§ WORK INSTRUCTIONS
Reproduce the entries below in full and without error.

§ DATA RECORDS
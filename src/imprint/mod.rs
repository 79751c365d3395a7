//! Weight imprinting: grow the classification heads with novel classes
//! computed from class-masked embeddings, without gradient updates.

pub mod embedding;
pub mod surgeon;
pub mod weights;

use burn::config::Config;
use thiserror::Error;

pub use embedding::{EmbeddingSet, StageEmbeddings, masked_embeddings};
pub use surgeon::{
    ClassCountPolicy, ImprintSummary, ImprintingRefineNet, PlacementCheck, SameDevice,
    SavedHeadWeights,
};
pub use weights::{NormalizedMeanImprinter, WeightImprinter};

pub type ImprintResult<T> = Result<T, ImprintError>;

#[derive(Debug, Error)]
pub enum ImprintError {
    #[error("no saved head weights to restore; call save_original_weights first")]
    MissingSnapshot,
    #[error("imprinting needs at least one image/label pair")]
    EmptyImageSet,
    #[error("got {images} image(s) but {labels} label map(s)")]
    MismatchedPairs { images: usize, labels: usize },
    #[error("pair {index}: image batch {images} does not match label batch {labels}")]
    PairBatch {
        index: usize,
        images: usize,
        labels: usize,
    },
    #[error("alpha must lie in [0, 1], got {0}")]
    InvalidAlpha(f32),
    #[error("novel labels {found:?} must be contiguous from {start}")]
    NonContiguousNovelLabels { start: usize, found: Vec<usize> },
    #[error("class count mismatch: expected {expected}, found {found}")]
    ClassCountMismatch { expected: usize, found: usize },
    #[error("label map could not be read back: {0}")]
    LabelData(String),
}

/// Defaults for an imprinting session.
#[derive(Config, Debug)]
pub struct ImprintConfig {
    /// Blend factor for base classes seen in the imprinting set.
    #[config(default = "0.5")]
    pub alpha: f32,
    #[config(default = "ClassCountPolicy::Observed")]
    pub policy: ClassCountPolicy,
}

§ EXERCISE RESPONSE
filename src/imprint/mod.rs
repository 79751c365d3395a7
//! Weight imprinting: grow the classification heads with novel classes
//! computed from class-masked embeddings, without gradient updates.

pub mod embedding;
pub mod surgeon;
pub mod weights;

use burn::config::Config;
use thiserror::Error;

pub use embedding::{EmbeddingSet, StageEmbeddings, masked_embeddings};
pub use surgeon::{
    ClassCountPolicy, ImprintSummary, ImprintingRefineNet, PlacementCheck, SameDevice,
    SavedHeadWeights,
};
pub use weights::{NormalizedMeanImprinter, WeightImprinter};

pub type ImprintResult<T> = Result<T, ImprintError>;

#[derive(Debug, Error)]
pub enum ImprintError {
    #[error("no saved head weights to restore; call save_original_weights first")]
    MissingSnapshot,
    #[error("imprinting needs at least one image/label pair")]
    EmptyImageSet,
    #[error("got {images} image(s) but {labels} label map(s)")]
    MismatchedPairs { images: usize, labels: usize },
    #[error("pair {index}: image batch {images} does not match label batch {labels}")]
    PairBatch {
        index: usize,
        images: usize,
        labels: usize,
    },
    #[error("alpha must lie in [0, 1], got {0}")]
    InvalidAlpha(f32),
    #[error("novel labels {found:?} must be contiguous from {start}")]
    NonContiguousNovelLabels { start: usize, found: Vec<usize> },
    #[error("class count mismatch: expected {expected}, found {found}")]
    ClassCountMismatch { expected: usize, found: usize },
    #[error("label map could not be read back: {0}")]
    LabelData(String),
}

/// Defaults for an imprinting session.
#[derive(Config, Debug)]
pub struct ImprintConfig {
    /// Blend factor for base classes seen in the imprinting set.
    #[config(default = "0.5")]
    pub alpha: f32,
    #[config(default = "ClassCountPolicy::Observed")]
    pub policy: ClassCountPolicy,
}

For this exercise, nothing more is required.